Six Flags Restricts Crack and Heroin to Designated Areas
In a bold and surprising move today, Six Flags, Inc. announced that, beginning with the 2004 park season, all of its properties would restrict the use of crack and heroin to designated areas only. Until this point, park patrons were officially banned from firing up the crack pipes and plunging needles into their arms while actually in line, but the rules have generally not been enforced by the five security guards employed by the entire chain.
“After receiving numerous guest complaints about the pathways being strewn with needles, drug dealers not having the courtesy to at least light up their rocks a reasonable distance from young children, whacked-out patrons using giant Six Flags Gift Shoppe Crack Bongs as bludgeoning devices, and a fog of burning crack pretty much blocking the view of anything more than six feet away, we have made the profound step of restricting drug usage at our amusement venues,” said Six Flags CEO Gary Story. “Beginning in 2004, crack and heroin may be used only within designated ‘Junkie Zones.’”
Story continued on to say that “Six Flags very much welcomes drug users and pushers to its parks, as it always has.
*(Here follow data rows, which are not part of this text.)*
//! The per-customer shopping cart.

use chrono::{Duration, Utc};
use common::{CartId, CartItemId, CustomerId, ProductId};
use domain::{CartItem, CartLine, CartSummary, ShoppingCart, normalize_variant};
use store::{CartStore, CatalogStore, Database, Transaction};

use crate::error::{CheckoutError, Result};

/// Refreshes the cart's expiry after a mutation.
async fn touch_cart<T>(tx: &mut T, cart_id: CartId, ttl: Duration) -> Result<()>
where
    T: CartStore + ?Sized,
{
    let mut cart = tx
        .get_cart(cart_id)
        .await?
        .ok_or(CheckoutError::CartNotFound(cart_id))?;
    cart.touch(ttl, Utc::now());
    tx.save_cart(&cart).await?;
    Ok(())
}

fn to_quantity(quantity: i64) -> Result<u32> {
    u32::try_from(quantity)
        .ok()
        .filter(|q| *q > 0)
        .ok_or(CheckoutError::InvalidQuantity(quantity))
}

/// Cart operations. Prices and availability are always read live from the
/// catalog; the cart stores no price.
#[derive(Clone)]
pub struct CartService<D: Database> {
    db: D,
    ttl: Duration,
}

impl<D: Database> CartService<D> {
    pub fn new(db: D, ttl: Duration) -> Self {
        Self { db, ttl }
    }

    /// Returns the customer's active cart, creating one if needed.
    ///
    /// An expired cart is deactivated and replaced by an empty one.
    #[tracing::instrument(skip(self))]
    pub async fn get_or_create_cart(&self, customer_id: CustomerId) -> Result<ShoppingCart> {
        let now = Utc::now();
        let mut tx = self.db.begin().await?;

        if let Some(mut cart) = tx.find_active_cart(customer_id).await? {
            if !cart.is_expired(now) {
                return Ok(cart);
            }
            tracing::info!(cart_id = %cart.id, "Replacing expired cart");
            cart.is_active = false;
            cart.updated_at = now;
            tx.save_cart(&cart).await?;
        }

        let cart = ShoppingCart::new(customer_id, self.ttl, now);
        tx.insert_cart(&cart).await?;
        tx.commit().await?;
        Ok(cart)
    }

    /// Adds `quantity` units of a product variant.
    ///
    /// An existing line with the same product, size and color is incremented
    /// instead of duplicated. The merged quantity may not exceed current stock.
    #[tracing::instrument(skip(self, size, color))]
    pub async fn add_item(
        &self,
        cart_id: CartId,
        product_id: ProductId,
        quantity: i64,
        size: Option<String>,
        color: Option<String>,
    ) -> Result<CartItem> {
        let quantity = to_quantity(quantity)?;
        let size = normalize_variant(size);
        let color = normalize_variant(color);

        let mut tx = self.db.begin().await?;
        let cart = tx
            .get_cart(cart_id)
            .await?
            .filter(|c| c.is_active)
            .ok_or(CheckoutError::CartNotFound(cart_id))?;
        let product = tx
            .get_product(product_id)
            .await?
            .ok_or(CheckoutError::ProductNotFound(product_id))?;
        if !product.is_purchasable() {
            return Err(CheckoutError::ProductUnavailable(product_id));
        }

        let existing = tx
            .find_cart_item(cart.id, product_id, size.as_deref(), color.as_deref())
            .await?;
        let merged = existing.as_ref().map_or(0, |i| i.quantity) + quantity;
        if i64::from(merged) > i64::from(product.stock_quantity) {
            return Err(CheckoutError::InsufficientStock {
                product_id,
                requested: i64::from(merged),
                available: product.stock_quantity,
            });
        }

        let item = match existing {
            Some(mut item) => {
                tx.set_cart_item_quantity(item.id, merged).await?;
                item.quantity = merged;
                item
            }
            None => {
                let item = CartItem::new(cart.id, product_id, quantity, size, color)?;
                tx.insert_cart_item(&item).await?;
                item
            }
        };

        touch_cart(&mut tx, cart.id, self.ttl).await?;
        tx.commit().await?;
        Ok(item)
    }

    /// Sets a line's quantity; zero or less removes the line.
    ///
    /// Returns the updated item, or `None` when it was removed.
    #[tracing::instrument(skip(self))]
    pub async fn update_quantity(
        &self,
        item_id: CartItemId,
        quantity: i64,
    ) -> Result<Option<CartItem>> {
        let mut tx = self.db.begin().await?;
        let mut item = tx
            .get_cart_item(item_id)
            .await?
            .ok_or(CheckoutError::CartItemNotFound(item_id))?;

        let updated = if quantity <= 0 {
            tx.delete_cart_item(item_id).await?;
            None
        } else {
            let quantity = to_quantity(quantity)?;
            tx.set_cart_item_quantity(item_id, quantity).await?;
            item.quantity = quantity;
            Some(item.clone())
        };

        touch_cart(&mut tx, item.cart_id, self.ttl).await?;
        tx.commit().await?;
        Ok(updated)
    }

    #[tracing::instrument(skip(self))]
    pub async fn remove_item(&self, item_id: CartItemId) -> Result<()> {
        let mut tx = self.db.begin().await?;
        let item = tx
            .get_cart_item(item_id)
            .await?
            .ok_or(CheckoutError::CartItemNotFound(item_id))?;
        tx.delete_cart_item(item_id).await?;
        touch_cart(&mut tx, item.cart_id, self.ttl).await?;
        tx.commit().await?;
        Ok(())
    }

    /// Removes every item, returning how many lines were removed.
    #[tracing::instrument(skip(self))]
    pub async fn clear(&self, cart_id: CartId) -> Result<u64> {
        let mut tx = self.db.begin().await?;
        if tx.get_cart(cart_id).await?.is_none() {
            return Err(CheckoutError::CartNotFound(cart_id));
        }
        let removed = tx.clear_cart(cart_id).await?;
        touch_cart(&mut tx, cart_id, self.ttl).await?;
        tx.commit().await?;
        Ok(removed)
    }

    /// Lines in insertion order with live product data.
    pub async fn get_items(&self, cart_id: CartId) -> Result<Vec<CartLine>> {
        let mut tx = self.db.begin().await?;
        if tx.get_cart(cart_id).await?.is_none() {
            return Err(CheckoutError::CartNotFound(cart_id));
        }
        Ok(tx.list_cart_lines(cart_id).await?)
    }

    pub async fn summary(&self, cart_id: CartId) -> Result<CartSummary> {
        let lines = self.get_items(cart_id).await?;
        Ok(CartSummary::from_lines(cart_id, lines)?)
    }
}

#[cfg(test)]
mod tests {
    use common::Money;
    use domain::Product;
    use store::InMemoryDatabase;

    use super::*;

    struct Fixture {
        db: InMemoryDatabase,
        carts: CartService<InMemoryDatabase>,
    }

    impl Fixture {
        fn new() -> Self {
            let db = InMemoryDatabase::new();
            Self {
                carts: CartService::new(db.clone(), Duration::hours(1)),
                db,
            }
        }

        async fn product(&self, price: i64, stock: i32) -> Product {
            let product = Product::new("Thobe", "menswear", Money::from_major(price), stock).unwrap();
            let mut tx = self.db.begin().await.unwrap();
            tx.insert_product(&product).await.unwrap();
            tx.commit().await.unwrap();
            product
        }
    }

    #[tokio::test]
    async fn test_get_or_create_is_idempotent() {
        let f = Fixture::new();
        let customer = CustomerId::new();
        let first = f.carts.get_or_create_cart(customer).await.unwrap();
        let second = f.carts.get_or_create_cart(customer).await.unwrap();
        assert_eq!(first.id, second.id);
    }

    #[tokio::test]
    async fn test_expired_cart_is_replaced() {
        let db = InMemoryDatabase::new();
        let carts = CartService::new(db.clone(), Duration::seconds(-1));
        let customer = CustomerId::new();

        let first = carts.get_or_create_cart(customer).await.unwrap();
        let second = carts.get_or_create_cart(customer).await.unwrap();
        assert_ne!(first.id, second.id);

        let mut tx = db.begin().await.unwrap();
        let old = tx.get_cart(first.id).await.unwrap().unwrap();
        assert!(!old.is_active);
    }

    #[tokio::test]
    async fn test_add_same_variant_merges() {
        let f = Fixture::new();
        let product = f.product(100, 10).await;
        let cart = f.carts.get_or_create_cart(CustomerId::new()).await.unwrap();

        let first = f
            .carts
            .add_item(cart.id, product.id, 2, Some("M".into()), None)
            .await
            .unwrap();
        let second = f
            .carts
            .add_item(cart.id, product.id, 3, Some(" M ".into()), Some("".into()))
            .await
            .unwrap();
        assert_eq!(first.id, second.id);
        assert_eq!(second.quantity, 5);

        f.carts
            .add_item(cart.id, product.id, 1, Some("L".into()), None)
            .await
            .unwrap();

        let lines = f.carts.get_items(cart.id).await.unwrap();
        assert_eq!(lines.len(), 2);
        assert_eq!(lines[0].item.quantity, 5);
        assert_eq!(lines[1].item.size.as_deref(), Some("L"));
    }

    #[tokio::test]
    async fn test_add_rejects_bad_quantity_and_unavailable_products() {
        let f = Fixture::new();
        let product = f.product(100, 0).await;
        let cart = f.carts.get_or_create_cart(CustomerId::new()).await.unwrap();

        assert!(matches!(
            f.carts.add_item(cart.id, product.id, 0, None, None).await,
            Err(CheckoutError::InvalidQuantity(0))
        ));
        assert!(matches!(
            f.carts.add_item(cart.id, product.id, 1, None, None).await,
            Err(CheckoutError::ProductUnavailable(_))
        ));
        assert!(matches!(
            f.carts.add_item(cart.id, ProductId::new(), 1, None, None).await,
            Err(CheckoutError::ProductNotFound(_))
        ));
    }

    #[tokio::test]
    async fn test_merged_quantity_limited_by_stock() {
        let f = Fixture::new();
        let product = f.product(100, 3).await;
        let cart = f.carts.get_or_create_cart(CustomerId::new()).await.unwrap();

        f.carts.add_item(cart.id, product.id, 2, None, None).await.unwrap();
        let err = f
            .carts
            .add_item(cart.id, product.id, 2, None, None)
            .await
            .unwrap_err();
        assert!(matches!(
            err,
            CheckoutError::InsufficientStock {
                requested: 4,
                available: 3,
                ..
            }
        ));
    }

    #[tokio::test]
    async fn test_update_quantity_zero_removes() {
        let f = Fixture::new();
        let product = f.product(100, 10).await;
        let cart = f.carts.get_or_create_cart(CustomerId::new()).await.unwrap();
        let item = f
            .carts
            .add_item(cart.id, product.id, 2, None, None)
            .await
            .unwrap();

        let updated = f.carts.update_quantity(item.id, 4).await.unwrap().unwrap();
        assert_eq!(updated.quantity, 4);

        assert!(f.carts.update_quantity(item.id, -1).await.unwrap().is_none());
        assert!(f.carts.get_items(cart.id).await.unwrap().is_empty());
        assert!(matches!(
            f.carts.update_quantity(item.id, 1).await,
            Err(CheckoutError::CartItemNotFound(_))
        ));
    }

    #[tokio::test]
    async fn test_summary_uses_live_prices() {
        let f = Fixture::new();
        let product = f.product(100, 10).await;
        let cart = f.carts.get_or_create_cart(CustomerId::new()).await.unwrap();
        f.carts.add_item(cart.id, product.id, 2, None, None).await.unwrap();

        let summary = f.carts.summary(cart.id).await.unwrap();
        assert_eq!(summary.subtotal, Money::from_major(200));
        assert_eq!(summary.item_count, 2);

        let mut repriced = product.clone();
        repriced.discounted_price = Some(Money::from_major(80));
        let mut tx = f.db.begin().await.unwrap();
        tx.update_product(&repriced).await.unwrap();
        tx.commit().await.unwrap();

        let summary = f.carts.summary(cart.id).await.unwrap();
        assert_eq!(summary.subtotal, Money::from_major(160));
    }

    #[tokio::test]
    async fn test_remove_and_clear() {
        let f = Fixture::new();
        let a = f.product(100, 10).await;
        let b = f.product(50, 10).await;
        let cart = f.carts.get_or_create_cart(CustomerId::new()).await.unwrap();

        let item = f.carts.add_item(cart.id, a.id, 1, None, None).await.unwrap();
        f.carts.add_item(cart.id, b.id, 1, None, None).await.unwrap();

        f.carts.remove_item(item.id).await.unwrap();
        assert_eq!(f.carts.get_items(cart.id).await.unwrap().len(), 1);

        assert_eq!(f.carts.clear(cart.id).await.unwrap(), 1);
        assert!(f.carts.summary(cart.id).await.unwrap().is_empty());
    }
}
We don’t wish to offend this valuable group of customers. However, our new policy will still allow these fine people to get high as a f**king kite, rather than getting those embarrassing withdrawal cramps and sweats, while families who do not approve of crack and heroin will not be exposed to it.”
When asked whether Six Flags was in any way influenced by the Holiday World decision to restrict smoking only to designated areas in its park next season, Story scoffed. Or he might have gagged on some phlegm. We didn’t ask. Anyway, he responded by saying, “Oh good grief, no. First of all, there’s no reason anyone should ever ban cigarettes. Why, everyone knows that the smooth, mellow flavor of an unfiltered Pall Mall coursing through your lungs helps improve digestion and circulation! We’ll naturally still allow smoking everywhere in our parks, particularly in the target eleven-year-olds-in-line demographic. And especially at Six Flags New England.
“And by the way, why would you think we’d copy anything about Holiday World? Lame failures that no one likes or enjoys, like Holiday World, Indiana Beach, and Knoebel’s, really should be taking our lead on how to do a park up right. Sheesh. Sorry, now I really have to go look at that mountain of complaint forms and see how many billions of dollars of debt we racked up today!”